Otherwise direct pinging of the ip didn't work:

```
ping6 2001:4860:4860::8888
PING6(56=40+8+8 bytes) 2a01:4f8:150:50a0::7 --> 2001:4860:4860::8888
```

Content of my /etc/rc.conf is:

```
ipv6_enable="YES"
ipv6_defaultrouter="fe80::1%re0"
```

Has anyone an idea how to figure out the problem?

Greetings,
Torsten


----------



## SirDice (Jun 5, 2014)

Thorny said:
			
		

> I've added into /etc/resolv.conf:
> 
> ```
> nameserver [2001:4860:4860::8888]
> ```


Remove the [].



> Otherwise direct pinging of the ip didn't work:


By default you're not allowed to ping anything from within a jail.

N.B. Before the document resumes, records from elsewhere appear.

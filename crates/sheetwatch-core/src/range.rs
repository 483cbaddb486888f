//! Expected-range generation and exception filtering.

use std::collections::BTreeSet;

use chrono::NaiveDate;
use thiserror::Error;

/// Generates the ascending sequence of dates that should have an entry:
/// `start` through the day before `today`, inclusive.
///
/// Today itself is never expected: the entry for a day is only overdue once
/// the day is over. Empty when `start` is after that upper bound. `today` is
/// injected rather than read from the clock so callers control the reference
/// point.
#[must_use]
pub fn expected_range(start: NaiveDate, today: NaiveDate) -> Vec<NaiveDate> {
    let Some(yesterday) = today.pred_opt() else {
        return Vec::new();
    };
    if start > yesterday {
        return Vec::new();
    }
    start.iter_days().take_while(|d| *d <= yesterday).collect()
}

/// An exception-list entry that does not parse as a `YYYY-MM-DD` date.
#[derive(Debug, Error)]
#[error("invalid exception date \"{value}\": {source}")]
pub struct ExceptionParseError {
    pub value: String,
    #[source]
    pub source: chrono::ParseError,
}

/// Parses the configured `YYYY-MM-DD` exception strings into a date set.
///
/// # Errors
///
/// Returns [`ExceptionParseError`] for the first entry that does not parse;
/// a partially-parsed exception list is never applied.
pub fn parse_exceptions(raw: &[String]) -> Result<BTreeSet<NaiveDate>, ExceptionParseError> {
    raw.iter()
        .map(|value| {
            NaiveDate::parse_from_str(value, "%Y-%m-%d").map_err(|source| ExceptionParseError {
                value: value.clone(),
                source,
            })
        })
        .collect()
}

/// Removes any date present in `exceptions`, preserving input order.
#[must_use]
pub fn apply_exceptions(dates: Vec<NaiveDate>, exceptions: &BTreeSet<NaiveDate>) -> Vec<NaiveDate> {
    dates
        .into_iter()
        .filter(|d| !exceptions.contains(d))
        .collect()
}

#[cfg(test)]
mod tests {
    use super::*;

    fn date(y: i32, m: u32, d: u32) -> NaiveDate {
        NaiveDate::from_ymd_opt(y, m, d).expect("valid test date")
    }

    #[test]
    fn range_runs_from_start_through_yesterday() {
        let range = expected_range(date(2022, 2, 26), date(2022, 3, 1));
        assert_eq!(
            range,
            vec![date(2022, 2, 26), date(2022, 2, 27), date(2022, 2, 28)]
        );
    }

    #[test]
    fn range_length_matches_day_count() {
        let start = date(2024, 1, 1);
        let today = date(2024, 3, 15);
        let range = expected_range(start, today);
        let expected_len = (today.pred_opt().unwrap() - start).num_days() + 1;
        assert_eq!(range.len() as i64, expected_len);
        // Contiguity: every consecutive pair differs by exactly one day.
        for pair in range.windows(2) {
            assert_eq!((pair[1] - pair[0]).num_days(), 1);
        }
    }

    #[test]
    fn start_equal_to_yesterday_yields_single_date() {
        let range = expected_range(date(2022, 3, 1), date(2022, 3, 2));
        assert_eq!(range, vec![date(2022, 3, 1)]);
    }

    #[test]
    fn start_equal_to_today_yields_empty_range() {
        assert!(expected_range(date(2022, 3, 1), date(2022, 3, 1)).is_empty());
    }

    #[test]
    fn start_after_today_yields_empty_range() {
        assert!(expected_range(date(2023, 1, 1), date(2022, 3, 1)).is_empty());
    }

    #[test]
    fn parse_exceptions_accepts_iso_dates() {
        let raw = vec!["2022-05-12".to_string(), "2022-05-10".to_string()];
        let set = parse_exceptions(&raw).expect("valid exception list");
        assert!(set.contains(&date(2022, 5, 12)));
        assert!(set.contains(&date(2022, 5, 10)));
        assert_eq!(set.len(), 2);
    }

    #[test]
    fn parse_exceptions_rejects_malformed_entry() {
        let raw = vec!["2022-05-12".to_string(), "05/13/2022".to_string()];
        let err = parse_exceptions(&raw).expect_err("slash format must be rejected");
        assert_eq!(err.value, "05/13/2022");
    }

    #[test]
    fn apply_exceptions_removes_members_preserving_order() {
        let dates = vec![date(2022, 2, 26), date(2022, 2, 27), date(2022, 2, 28)];
        let exceptions = [date(2022, 2, 27)].into_iter().collect();
        assert_eq!(
            apply_exceptions(dates, &exceptions),
            vec![date(2022, 2, 26), date(2022, 2, 28)]
        );
    }

    #[test]
    fn apply_exceptions_with_empty_set_is_identity() {
        let dates = vec![date(2022, 2, 26), date(2022, 2, 27)];
        assert_eq!(apply_exceptions(dates.clone(), &BTreeSet::new()), dates);
    }
}
use serde::Deserialize;

/// Response envelope of the `spreadsheets.values.get` endpoint.
///
/// `values` holds one inner vector per requested column (the client always
/// requests `majorDimension=COLUMNS`); the field is absent entirely when the
/// range contains no data, hence the default.
#[derive(Debug, Deserialize)]
pub struct ValueRange {
    pub range: Option<String>,
    #[serde(rename = "majorDimension")]
    pub major_dimension: Option<String>,
    #[serde(default)]
    pub values: Vec<Vec<String>>,
}

/// Error envelope accompanying non-2xx responses.
#[derive(Debug, Deserialize)]
pub struct ErrorResponse {
    pub error: ErrorDetail,
}

#[derive(Debug, Deserialize)]
pub struct ErrorDetail {
    pub code: Option<u16>,
    pub message: String,
    pub status: Option<String>,
}
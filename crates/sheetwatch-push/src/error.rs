use thiserror::Error;

/// Errors returned by the push-notification client.
#[derive(Debug, Error)]
pub enum PushError {
    /// Network or TLS failure from the underlying HTTP client.
    #[error("HTTP error: {0}")]
    Http(#[from] reqwest::Error),

    /// The push API rejected the request with an error message.
    #[error("push API error: {0}")]
    ApiError(String),

    /// Non-2xx response whose body was not the standard error envelope.
    #[error("unexpected HTTP status {status} from push API")]
    UnexpectedStatus { status: u16 },

    /// The configured base URL cannot serve as a request base.
    #[error("invalid base URL: {0}")]
    InvalidBaseUrl(String),
}
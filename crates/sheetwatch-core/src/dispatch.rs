//! The send decision table.
//!
//! `plan_sends` is pure data-in data-out; the binary executes the returned
//! plan against the push transport, one send at a time.

use crate::message::error_notice_body;
use crate::pipeline::RunOutcome;

/// Who a planned notification goes to. The executor maps this to the
/// matching access credential.
#[derive(Debug, Clone, Copy, PartialEq, Eq)]
pub enum Recipient {
    Primary,
    Admin,
}

/// One notification the dispatcher decided to send.
#[derive(Debug, Clone, PartialEq, Eq)]
pub struct PlannedSend {
    pub recipient: Recipient,
    pub title: String,
    pub body: String,
}

/// Maps one run's outcome to the set of notifications to deliver, in
/// precedence order:
///
/// 1. any recorded stage error: exactly one admin send enumerating every
///    error, all other variants suppressed;
/// 2. a detection: the combined message to the primary recipient, mirrored
///    to the admin (title marked `ADMIN COPY`) when `admin_copy_msg` is set;
/// 3. nothing detected: the placeholder body to the admin (title marked
///    `ADMIN MESSAGE`) when `admin_all_copy_mode` is set;
/// 4. otherwise nothing.
#[must_use]
pub fn plan_sends(
    outcome: &RunOutcome,
    admin_copy_msg: bool,
    admin_all_copy_mode: bool,
) -> Vec<PlannedSend> {
    if outcome.error_detected() {
        return vec![PlannedSend {
            recipient: Recipient::Admin,
            title: outcome.title.clone(),
            body: error_notice_body(&outcome.errors),
        }];
    }

    if outcome.message_exists() {
        let mut sends = vec![PlannedSend {
            recipient: Recipient::Primary,
            title: outcome.title.clone(),
            body: outcome.body.clone(),
        }];
        if admin_copy_msg {
            sends.push(PlannedSend {
                recipient: Recipient::Admin,
                title: format!("{} | ADMIN COPY", outcome.title),
                body: outcome.body.clone(),
            });
        }
        return sends;
    }

    if admin_all_copy_mode {
        // Nothing was detected, so the composed body is already the
        // nothing-to-notify placeholder.
        return vec![PlannedSend {
            recipient: Recipient::Admin,
            title: format!("{} | ADMIN MESSAGE", outcome.title),
            body: outcome.body.clone(),
        }];
    }

    Vec::new()
}
//! The values-API client.

use std::time::Duration;

use reqwest::{Client, Url};

use crate::error::SheetsError;
use crate::retry::retry_with_backoff;
use crate::types::{ErrorResponse, ValueRange};

const DEFAULT_BASE_URL: &str = "https://sheets.googleapis.com/";

/// Client for the Google Sheets values API.
///
/// Holds the HTTP client, the bearer access token, and the base URL. Use
/// [`SheetsClient::new`] for production or [`SheetsClient::with_base_url`]
/// to point at a mock server in tests.
pub struct SheetsClient {
    client: Client,
    access_token: String,
    base_url: Url,
    max_retries: u32,
    backoff_base_ms: u64,
}

impl SheetsClient {
    /// Creates a new client pointed at the production Sheets API.
    ///
    /// `max_retries` is the number of additional attempts after the first
    /// failure for transient errors; set to `0` to disable retries.
    ///
    /// # Errors
    ///
    /// Returns [`SheetsError::Http`] if the underlying `reqwest::Client`
    /// cannot be constructed.
    pub fn new(
        access_token: &str,
        timeout_secs: u64,
        max_retries: u32,
        backoff_base_ms: u64,
    ) -> Result<Self, SheetsError> {
        Self::with_base_url(
            access_token,
            timeout_secs,
            max_retries,
            backoff_base_ms,
            DEFAULT_BASE_URL,
        )
    }

    /// Creates a new client with a custom base URL (for testing with
    /// wiremock).
    ///
    /// # Errors
    ///
    /// Returns [`SheetsError::Http`] if the underlying `reqwest::Client`
    /// cannot be constructed, or [`SheetsError::InvalidBaseUrl`] if
    /// `base_url` does not parse as a usable base.
    pub fn with_base_url(
        access_token: &str,
        timeout_secs: u64,
        max_retries: u32,
        backoff_base_ms: u64,
        base_url: &str,
    ) -> Result<Self, SheetsError> {
        let client = Client::builder()
            .timeout(Duration::from_secs(timeout_secs))
            .connect_timeout(Duration::from_secs(10))
            .user_agent("sheetwatch/0.1 (entry-audit)")
            .build()?;

        // Normalise: exactly one trailing slash so path joins land under the
        // root rather than replacing the last segment.
        let normalised = format!("{}/", base_url.trim_end_matches('/'));
        let parsed = Url::parse(&normalised)
            .map_err(|e| SheetsError::InvalidBaseUrl(format!("{base_url}: {e}")))?;
        if parsed.cannot_be_a_base() {
            return Err(SheetsError::InvalidBaseUrl(base_url.to_owned()));
        }

        Ok(Self {
            client,
            access_token: access_token.to_owned(),
            base_url: parsed,
            max_retries,
            backoff_base_ms,
        })
    }

    /// Fetches the raw cell strings of one column.
    ///
    /// Calls `GET v4/spreadsheets/{id}/values/{range}` with
    /// `majorDimension=COLUMNS` and returns the first (only) column of the
    /// response, with blank cells dropped. `range` should cover a single
    /// column and start below the header row, e.g. `"Form Responses
    /// 1!B2:B"`.
    ///
    /// Transient failures are retried per the configured back-off policy.
    ///
    /// # Errors
    ///
    /// - [`SheetsError::ApiError`] if the API returns its error envelope.
    /// - [`SheetsError::UnexpectedStatus`] on other non-2xx responses.
    /// - [`SheetsError::Http`] on network failure.
    /// - [`SheetsError::Deserialize`] if the response does not match the
    ///   expected shape.
    pub async fn fetch_column(
        &self,
        spreadsheet_id: &str,
        range: &str,
    ) -> Result<Vec<String>, SheetsError> {
        let url = self.build_url(spreadsheet_id, range)?;
        let value_range = retry_with_backoff(self.max_retries, self.backoff_base_ms, || {
            self.request_value_range(&url)
        })
        .await?;

        let cells = value_range
            .values
            .into_iter()
            .next()
            .unwrap_or_default()
            .into_iter()
            .filter(|cell| !cell.trim().is_empty())
            .collect();
        Ok(cells)
    }

    /// Builds the full request URL with percent-encoded path segments.
    fn build_url(&self, spreadsheet_id: &str, range: &str) -> Result<Url, SheetsError> {
        let mut url = self.base_url.clone();
        url.path_segments_mut()
            .map_err(|()| SheetsError::InvalidBaseUrl(self.base_url.to_string()))?
            .pop_if_empty()
            .extend(["v4", "spreadsheets", spreadsheet_id, "values", range]);
        url.query_pairs_mut()
            .append_pair("majorDimension", "COLUMNS");
        Ok(url)
    }

    /// Sends one GET request and parses the `ValueRange` envelope.
    async fn request_value_range(&self, url: &Url) -> Result<ValueRange, SheetsError> {
        let response = self
            .client
            .get(url.clone())
            .bearer_auth(&self.access_token)
            .send()
            .await?;

        let status = response.status();
        let body = response.text().await?;

        if !status.is_success() {
            // The API wraps failures in a JSON envelope; fall back to the
            // bare status when the body is something else (proxy error, HTML).
            if let Ok(envelope) = serde_json::from_str::<ErrorResponse>(&body) {
                return Err(SheetsError::ApiError(envelope.error.message));
            }
            return Err(SheetsError::UnexpectedStatus {
                status: status.as_u16(),
                url: url.to_string(),
            });
        }

        serde_json::from_str(&body).map_err(|source| SheetsError::Deserialize {
            context: url.to_string(),
            source,
        })
    }
}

You need to enable allow.raw_sockets for it to work.


----------



## Thorny (Jun 5, 2014)

I've tried this first without the brackets, but this doesn't work, too. In another forum i saw the advice to use the brackets.


----------



## SirDice (Jun 5, 2014)

Thorny said:
			
		

> I've tried this first without the brackets, but this doesn't work, too.


It should work:

```
dice@molly:~ % cat /etc/resolv.conf 
nameserver 2001:470:1f15:bcd::1
nameserver 192.168.10.1
domain dicelan.home
```


----------



## Thorny (Jun 5, 2014)

Okay. I tried a bit around and changed all config to the new configuration-syntax. This fixed a problem in the IPv6 Routing of the host. After that the IPv6 in the jail works very fine!


----------



## Thorny (Jun 6, 2014)

And the problem was back this morning. But it was still just a configuration problem. And it seems to be a problem with my hoster?

Right after booting the server, 
	
	



```
ping6 ipv6.google.com
```
 works. Some minutes later it doesn't work anymore. How can this be? I will send a report to my hoster, but has anyone an advice how to track the problem?

Thank you very much!


----------



## Thorny (Jun 6, 2014)

Mh - the problem seems to be my configuration. I will take a step back from the problem and think over it for a while.


----------



## Thorny (Jun 12, 2014)

After some waiting, I found the solution. I just used the wrong address for the jail. Instead of 2a01:4f8:150:50a*0*::7 I must use 2a01:4f8:150:50a*5*::7 and everything works fine. 

Sorry for the noise!


----------



## SirDice (Jun 12, 2014)

Ah, yes. That's one downside I noticed of IPv6. It's quite easy to overlook a single digit because there can be so many of them :e


----------



## Thorny (Jun 12, 2014)

Indeed. And mixing the gateway-address with the normal address becomes so easy nowadays 
But now i'm lucky - seeing everything works is a great feeling


----------